Posted on by Thor Leave a comment

Ok, confession time.

There is only a couple moments in my tech history which had a profound effect on me, enough to sear the memory of the moment into my brain. When I was in college around 1997 I had a decent CD collection and I had learned how to copy those AIFF files off the disc and use them on my trusty PowerCenter Pro. These files were huge, at the time. I knew a regular size song would take up around 50MB on my hard drive. This was a lot of space back in 1997, but I could then mix them with other songs, something I did sometimes for friends I had on the dance team. I didn’t have a CD burner at the time so I would transfer them to cassette tape. I know, but remember this was the 1990’s when everything was changing and expensive.

One night I was exploring the world wide web and I happened across someone sharing a few songs. I assumed they were just clips as they were only 5MB in size, a tenth the size they should be. I downloaded the song, which of course still took a few minutes back in those days. When I played the song, I was dumbfounded, it was the whole song. I was completely confused. How could they take a 4+ minute song and compress it down to under 5MB? This was amazing.

I started grabbing every song I could find. Before long I had quite the collection. And before you judge me for downloading music from the web, this was a couple years before the advertisement we all remember reminding us that we wouldn’t steal a car so why would we steal music.

The files I found on the internet were MP3 files, the same we are familiar with today. Back then creating MP3 files wasn’t easy. MP3 was actually a licensed product so you had to get a little creative in order to make them. On my Macintosh PowerCenter Pro, there were even fewer options. I was already familiar with the sound editing application from Macromedia called SoundEdit 16, it was the tool I used to do all my editing. I found there was a plugin you could add which allowed export to a format called Shockwave Audio. This was meant for use in Macromedia’s Director application to add sound to the growing Flash animation industry. Once I got the plugin and installed I couldn’t stop making files and I made them as fast as I could. For a whole album this could take over an hour on my hardware, but it was worth it. Before long I had a large collection of popular music ready to play at a moments notice. My player of choice was MacAMP, a sibling of the popular WinAMP. I even borrowed some equipment from a friend who DJ’d on the weekends and DJ’d a college dance. I lugged my whole PowerCenter Pro tower and 17in trinitron monitor over to the school. It was so much fun and folks didn’t understand when they asked to see my CD collection.

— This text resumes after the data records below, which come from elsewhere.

//! Session segmentation.
//!
//! The log carries no session id: a new session is inferred only when the
//! timestamp goes backwards.

use crate::errors::AppResult;
use crate::utils::time::require_timestamp;
use tracing::debug;

/// Compute session boundaries from the ordered timestamp column.
///
/// Returns the raw row indices where a session starts, strictly increasing,
/// followed by a sentinel equal to `timestamps.len()` that closes the last
/// session. An empty input gives an empty list.
///
/// Blank timestamps are skipped: they neither open a session nor move the
/// reference time. Equal consecutive timestamps stay in the same session.
pub fn segment<S: AsRef<str>>(field: &str, timestamps: &[Option<S>]) -> AppResult<Vec<usize>> {
    let mut boundaries = Vec::new();

    if timestamps.is_empty() {
        return Ok(boundaries);
    }

    let mut last_time = f64::NEG_INFINITY;
    let mut seen_any = false;

    for (i, ts) in timestamps.iter().enumerate() {
        let Some(ts) = ts else {
            continue;
        };
        let ts: &str = ts.as_ref();
        if ts.trim().is_empty() {
            continue;
        }

        let t = require_timestamp(field, ts)?;

        // prima riga con timestamp, oppure il tempo è tornato indietro
        if !seen_any || t < last_time {
            debug!(row = i, time = t, previous = last_time, "session start");
            boundaries.push(i);
        }

        seen_any = true;
        last_time = t;
    }

    // sentinella: non è l'inizio di una nuova sessione
    boundaries.push(timestamps.len());
    Ok(boundaries)
}

/// Consecutive `[start, end)` spans described by a boundary list.
pub fn spans(boundaries: &[usize]) -> impl Iterator<Item = (usize, usize)> + '_ {
    boundaries.windows(2).map(|w| (w[0], w[1]))
}
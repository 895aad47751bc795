//! triplog library root.
//! Exposes CLI parser, high-level run() function, and the trip-log pipeline.

pub mod cli;
pub mod config;
pub mod core;
pub mod datalog;
pub mod errors;
pub mod export;
pub mod models;
pub mod ui;
pub mod utils;

use clap::Parser;
use cli::parser::{Cli, Commands};
use config::Config;
use errors::AppResult;
use std::path::Path;
use tracing_subscriber::EnvFilter;

/// Central command dispatcher
pub fn dispatch(cli: &Cli, cfg: &Config) -> AppResult<()> {
    match &cli.command {
        Commands::Init => cli::commands::init::handle(cli),
        Commands::Config { .. } => cli::commands::config::handle(cli, cfg),
        Commands::Convert { .. } => cli::commands::convert::handle(&cli.command, cfg),
        Commands::Inspect { .. } => cli::commands::inspect::handle(&cli.command, cfg),
    }
}

/// Diagnostics on stderr; `RUST_LOG` wins over `--verbose`.
fn init_tracing(verbose: bool) {
    let default = if verbose { "triplog=debug" } else { "warn" };
    let filter = EnvFilter::try_from_default_env().unwrap_or_else(|_| EnvFilter::new(default));

    // try_init: un secondo subscriber (es. nei test) non è un errore
    let _ = tracing_subscriber::fmt()
        .with_env_filter(filter)
        .with_writer(std::io::stderr)
        .with_target(false)
        .try_init();
}

/// Entry point used by main.rs
pub fn run() -> AppResult<()> {
    // 1️⃣ parse CLI
    let cli = Cli::parse();

    init_tracing(cli.verbose);

    // 2️⃣ carica config UNA sola volta (--config ha la precedenza)
    let cfg = match &cli.config {
        Some(path) => Config::load_from(Path::new(path))?,
        None => Config::load()?,
    };

    // 3️⃣ passa tutto al dispatcher
    dispatch(&cli, &cfg)
}
use crate::export::OutputFormat;
use crate::models::SegmentField;
use clap::{Args, Parser, Subcommand};

/// Command-line interface definition for triplog
/// CLI application to turn GPS user data logs into trip logs
#[derive(Parser)]
#[command(
    name = "triplog",
    version = env!("CARGO_PKG_VERSION"),
    about = "Turn a GPS user data log into a per-session trip log with waypoint names",
    long_about = None
)]
pub struct Cli {
    /// Override configuration file path (useful for tests or custom setups)
    #[arg(global = true, long = "config")]
    pub config: Option<String>,

    /// Verbose diagnostics on stderr (same as RUST_LOG=debug)
    #[arg(global = true, short = 'v', long = "verbose")]
    pub verbose: bool,

    /// Run in test mode (no config file update)
    #[arg(global = true, long = "test", hide = true)]
    pub test: bool,

    #[command(subcommand)]
    pub command: Commands,
}

/// Row filter and segmentation overrides shared by `convert` and `inspect`.
#[derive(Args, Debug, Clone, Default)]
pub struct FilterArgs {
    #[arg(long = "min-fix-quality", help = "Minimum GPS fix quality (default 1)")]
    pub min_fix_quality: Option<i64>,

    #[arg(long = "min-satellites", help = "Minimum number of satellites (default 4)")]
    pub min_satellites: Option<i64>,

    #[arg(
        long = "segment-by",
        value_enum,
        help = "Column used to detect session restarts"
    )]
    pub segment_by: Option<SegmentField>,
}

#[derive(Subcommand)]
pub enum Commands {
    /// Write the default configuration file
    Init,

    /// Manage the configuration file (view or edit)
    Config {
        #[arg(long = "print", help = "Print the current configuration")]
        print_config: bool,

        #[arg(
            long = "edit",
            help = "Edit the configuration file (default editor: $EDITOR, or nano/notepad)"
        )]
        edit_config: bool,

        #[arg(
            long = "editor",
            help = "Specify the editor to use (vim, nano, or custom path)"
        )]
        editor: Option<String>,
    },

    /// Convert a user data log into a trip log
    Convert {
        #[arg(
            short = 'd',
            long = "user-data-log",
            value_name = "FILE",
            help = "Path to the GPS user data log (CSV)"
        )]
        log: String,

        #[arg(
            short = 'w',
            long = "user-waypoints",
            value_name = "FILE",
            help = "Path to the user waypoints table (CSV); defaults to waypoints_file in the config"
        )]
        waypoints: Option<String>,

        #[arg(short = 'f', long = "format", value_enum, help = "Output format")]
        format: Option<OutputFormat>,

        #[arg(
            short = 'o',
            long = "output",
            value_name = "FILE",
            help = "Write to FILE instead of stdout"
        )]
        output: Option<String>,

        #[arg(long, help = "Overwrite the output file without asking")]
        force: bool,

        #[arg(
            long = "tolerance",
            value_name = "METERS",
            help = "Waypoint match distance in meters (default 1000)"
        )]
        tolerance: Option<f64>,

        #[command(flatten)]
        filter: FilterArgs,
    },

    /// Show how a data log splits into sessions
    Inspect {
        #[arg(
            short = 'd',
            long = "user-data-log",
            value_name = "FILE",
            help = "Path to the GPS user data log (CSV)"
        )]
        log: String,

        #[command(flatten)]
        filter: FilterArgs,
    },
}

impl FilterArgs {
    /// Apply the command-line overrides on top of the loaded config.
    pub fn apply(&self, cfg: &mut crate::config::Config) {
        if let Some(q) = self.min_fix_quality {
            cfg.min_fix_quality = q;
        }
        if let Some(n) = self.min_satellites {
            cfg.min_satellites = n;
        }
        if let Some(field) = self.segment_by {
            cfg.segment_field = field;
        }
    }
}
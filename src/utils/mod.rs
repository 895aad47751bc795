pub mod colors;
pub mod geo;
pub mod path;
pub mod table;
pub mod time;

pub use geo::haversine_m;
pub use time::parse_timestamp;
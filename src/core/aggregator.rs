//! Session aggregation: one summary per non-empty session span.

use crate::core::filter::{RejectReason, RowVerdict};
use crate::core::segmenter::spans;
use crate::core::waypoints::WaypointResolver;
use crate::errors::AppResult;
use crate::models::{SessionSummary, ValidatedRow};
use std::collections::BTreeMap;
use tracing::debug;

/// Builds [`SessionSummary`] records from filtered rows and boundaries.
pub struct SessionAggregator<'a> {
    resolver: WaypointResolver<'a>,
}

impl<'a> SessionAggregator<'a> {
    pub fn new(resolver: WaypointResolver<'a>) -> Self {
        Self { resolver }
    }

    /// `rows` holds one verdict per raw log row, index-aligned with the
    /// rows that produced `boundaries`.
    ///
    /// Each `[b_i, b_{i+1})` span yields a summary from its first and last
    /// accepted rows; spans where every row was rejected yield nothing.
    pub fn aggregate(
        &self,
        rows: &[RowVerdict],
        boundaries: &[usize],
    ) -> AppResult<Vec<SessionSummary>> {
        let mut sessions = Vec::new();

        for (start, end) in spans(boundaries) {
            let span = &rows[start.min(rows.len())..end.min(rows.len())];
            let mut accepted = span.iter().filter_map(RowVerdict::accepted);

            let Some(first) = accepted.next() else {
                debug!(start, end, "session without valid rows skipped");
                continue;
            };
            let last = accepted.last().unwrap_or(first);

            sessions.push(self.summarize(first, last)?);
        }

        Ok(sessions)
    }

    fn summarize(&self, first: &ValidatedRow, last: &ValidatedRow) -> AppResult<SessionSummary> {
        Ok(SessionSummary {
            start_date_time: first.date_time.clone(),
            end_date_time: last.date_time.clone(),
            end_of_trip_hobbs_time: last.hobbs.clone(),
            start_waypoint: self.resolver.resolve(&first.latitude, &first.longitude)?,
            end_waypoint: self.resolver.resolve(&last.latitude, &last.longitude)?,
        })
    }
}

/// Row counts for one session span, used by `inspect`.
#[derive(Debug, Clone, PartialEq, Default)]
pub struct SpanStats {
    pub start: usize,
    pub end: usize,
    pub accepted: usize,
    pub rejected: BTreeMap<&'static str, usize>,
    pub first_date_time: Option<String>,
    pub last_date_time: Option<String>,
}

impl SpanStats {
    pub fn raw_rows(&self) -> usize {
        self.end - self.start
    }

    pub fn rejected_total(&self) -> usize {
        self.rejected.values().sum()
    }

    /// True when the span would produce a trip record.
    pub fn has_trip(&self) -> bool {
        self.accepted > 0
    }
}

/// Per-span diagnostics without touching the waypoint table.
pub fn span_stats(rows: &[RowVerdict], boundaries: &[usize]) -> Vec<SpanStats> {
    spans(boundaries)
        .map(|(start, end)| {
            let mut stats = SpanStats {
                start,
                end,
                ..Default::default()
            };

            for verdict in &rows[start.min(rows.len())..end.min(rows.len())] {
                match verdict {
                    RowVerdict::Accepted(row) => {
                        stats.accepted += 1;
                        if stats.first_date_time.is_none() {
                            stats.first_date_time = Some(row.date_time.clone());
                        }
                        stats.last_date_time = Some(row.date_time.clone());
                    }
                    RowVerdict::Rejected(reason) => {
                        *stats.rejected.entry(RejectReason::kind(reason)).or_insert(0) += 1;
                    }
                }
            }

            stats
        })
        .collect()
}
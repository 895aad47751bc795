//! Time utilities: turn log timestamps into comparable numbers.

use crate::errors::{AppError, AppResult};
use chrono::{DateTime, NaiveDateTime};

const DATE_TIME_FORMATS: [&str; 4] = [
    "%Y-%m-%d %H:%M:%S%.f",
    "%Y-%m-%dT%H:%M:%S%.f",
    "%Y/%m/%d %H:%M:%S%.f",
    "%m/%d/%Y %H:%M:%S%.f",
];

/// Prova a interpretare un timestamp del log come numero reale.
///
/// Plain numbers (`Session Time`, seconds) are used as they are; date-times
/// (`GPS Date & Time`) become seconds since the Unix epoch, so both kinds
/// order the same way the log does.
pub fn parse_timestamp(s: &str) -> Option<f64> {
    let s = s.trim();

    if let Ok(v) = s.parse::<f64>() {
        return v.is_finite().then_some(v);
    }

    if let Ok(dt) = DateTime::parse_from_rfc3339(s) {
        return Some(epoch_seconds(&dt.naive_utc()));
    }

    for fmt in DATE_TIME_FORMATS.iter() {
        if let Ok(dt) = NaiveDateTime::parse_from_str(s, fmt) {
            return Some(epoch_seconds(&dt));
        }
    }

    None
}

/// Come `parse_timestamp`, ma un valore illeggibile è un errore fatale.
pub fn require_timestamp(field: &str, s: &str) -> AppResult<f64> {
    parse_timestamp(s).ok_or_else(|| AppError::malformed(field, s))
}

fn epoch_seconds(dt: &NaiveDateTime) -> f64 {
    let utc = dt.and_utc();
    utc.timestamp() as f64 + f64::from(utc.timestamp_subsec_nanos()) / 1e9
}
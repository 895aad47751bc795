use crate::cli::parser::{Cli, Commands};
use crate::config::Config;
use crate::core::config::ConfigLogic;
use crate::errors::AppResult;
use std::path::PathBuf;

/// Handle the `config` subcommand
pub fn handle(cli: &Cli, cfg: &Config) -> AppResult<()> {
    if let Commands::Config {
        print_config,
        edit_config,
        editor,
    } = &cli.command
    {
        // ---- PRINT CONFIG ----
        if *print_config {
            ConfigLogic::print(cfg)?;
        }

        // ---- EDIT CONFIG ----
        if *edit_config {
            let path = cli
                .config
                .as_ref()
                .map(PathBuf::from)
                .unwrap_or_else(Config::config_file);
            ConfigLogic::edit(&path, editor)?;
        }
    }

    Ok(())
}
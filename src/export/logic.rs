// src/export/logic.rs

use crate::errors::AppResult;
use crate::export::fs_utils::ensure_writable;
use crate::export::{OutputFormat, notify_export_success, render_table, write_csv, write_json};
use crate::models::SessionSummary;
use crate::ui::messages::info;
use std::fs::File;
use std::io::{self, BufWriter, IsTerminal, Write};
use std::path::Path;

/// Logica di alto livello per l'export del trip log.
pub struct ExportLogic;

impl ExportLogic {
    /// Serialize `sessions` in `format`.
    ///
    /// - `output = None` → stdout (the table is coloured only on a terminal)
    /// - `output = Some(path)` → file, asking before overwriting unless `force`
    pub fn export(
        sessions: &[SessionSummary],
        format: OutputFormat,
        output: Option<&Path>,
        force: bool,
    ) -> AppResult<()> {
        match output {
            None => {
                let stdout = io::stdout();
                let color = stdout.is_terminal();
                Self::write(stdout.lock(), sessions, format, color)
            }
            Some(path) => {
                ensure_writable(path, force)?;
                info(format!(
                    "Exporting to {}: {}",
                    format.as_str().to_uppercase(),
                    path.display()
                ));

                let file = BufWriter::new(File::create(path)?);
                Self::write(file, sessions, format, false)?;

                notify_export_success(&format.as_str().to_uppercase(), path);
                Ok(())
            }
        }
    }

    /// Write to any sink; `color` only affects the table format.
    pub fn write<W: Write>(
        mut out: W,
        sessions: &[SessionSummary],
        format: OutputFormat,
        color: bool,
    ) -> AppResult<()> {
        match format {
            OutputFormat::Csv => write_csv(&mut out, sessions)?,
            OutputFormat::Json => write_json(&mut out, sessions)?,
            OutputFormat::Table => out.write_all(render_table(sessions, color).as_bytes())?,
        }
        out.flush()?;
        Ok(())
    }

    /// Render to a string (tests, previews).
    pub fn render(sessions: &[SessionSummary], format: OutputFormat) -> AppResult<String> {
        let mut buf = Vec::new();
        Self::write(&mut buf, sessions, format, false)?;
        Ok(String::from_utf8_lossy(&buf).into_owned())
    }
}
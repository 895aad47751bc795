use serde::{Deserialize, Serialize};

/// Struttura “piatta” di un singolo trip, pronta per l'export.
#[derive(Serialize, Deserialize, Clone, Debug, PartialEq)]
pub struct SessionSummary {
    pub start_date_time: String,
    pub end_date_time: String,
    pub end_of_trip_hobbs_time: String,
    pub start_waypoint: String,
    pub end_waypoint: String,
}

/// Header per CSV / JSON / table
pub(crate) fn get_headers() -> Vec<&'static str> {
    vec![
        "start_date_time",
        "end_date_time",
        "end_of_trip_hobbs_time",
        "start_waypoint",
        "end_waypoint",
    ]
}

impl SessionSummary {
    pub fn as_row(&self) -> Vec<String> {
        vec![
            self.start_date_time.clone(),
            self.end_date_time.clone(),
            self.end_of_trip_hobbs_time.clone(),
            self.start_waypoint.clone(),
            self.end_waypoint.clone(),
        ]
    }
}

Enough about transgressions from my youth, lets talk about the Shockwave Audio format.

To create a SWA file you would first need SoundEdit 16 Version 2. Then the plugins to enable export. This would only run on PowerPC computers running Macintosh OS or Classic in Mac OS X. For this post I pulled out my trusty PowerBook G4 Titanium running MacOS 9 and MacOS X 10.2. Installed SoundEdit 16 and the plugins in the Xtras folder and we are good to go.

Before you export you need to set what bitrate you prefer for the final file, giving you the option of 8KBits up to 160KBits per second. The higher the bitrate the longer it took and made larger files.

SoundEdit 16 had a native audio format and also frequently used the SoundDesigner II format to save the uncompressed files. On a Macintosh you had to be careful as these formats did not travel well to other systems on account of the resource forks associated with the data.

Because these SWA files were meant to be used in websites and other non-Mac systems, they did not have a resource fork, but had the Creator/Type codes, SwaT/SHCK. An extension wasn’t necessary for use on your Macintosh, but it was best to use .swa.

Here is what the data looks like for a SWA file.

Even though the SWA format uses MPEG compression, this is not a typical header you might see in a MP3. There was no ID3 tags at the time so not much in terms of metadata.

General
Complete name                            : tone2.swa
Format                                   : MPEG Audio
File size                                : 80.7 KiB
Duration                                 : 5 s 166 ms
Overall bit rate mode                    : Constant
Overall bit rate                         : 128 kb/s
FileExtension_Invalid                    : m1a mpa mpa1 mp1 m2a mpa2 mp2 mp3

Audio
Format                                   : MPEG Audio
Format version                           : Version 1
Format profile                           : Layer 3
Format settings                          : Joint stereo / MS Stereo
Duration                                 : 5 s 172 ms
Bit rate mode                            : Constant
Bit rate                                 : 128 kb/s
Channel(s)                               : 2 channels
Sampling rate                            : 44.1 kHz
Frame rate                               : 38.281 FPS (1152 SPF)
Compression mode                         : Lossy
Stream size                              : 80.7 KiB (100%)
ffprobe -i tone2.swa 
[mp3 @ 0x155704a60] Format mp3 detected only with low score of 25, misdetection possible!
[mp3 @ 0x155704a60] Skipping 324 bytes of junk at 0.
[mp3 @ 0x155704a60] Estimating duration from bitrate, this may be inaccurate
Input #0, mp3, from 'tone2.swa':
  Duration: 00:00:05.15, start: 0.000000, bitrate: 128 kb/s
  Stream #0:0: Audio: mp3, 44100 Hz, stereo, fltp, 128 kb/s

There are a few consistencies among all my files. They all begin with the hex values “00000140000000030000” for the first 10 bytes and all of them seem to have the string “MACRZ” at offset 36. I haven’t been able to find a open specification for this file format, so we will have to go with what we can find in the samples. According to ffprobe from above, there is 324 bytes of a header before the first MP3 frame starts.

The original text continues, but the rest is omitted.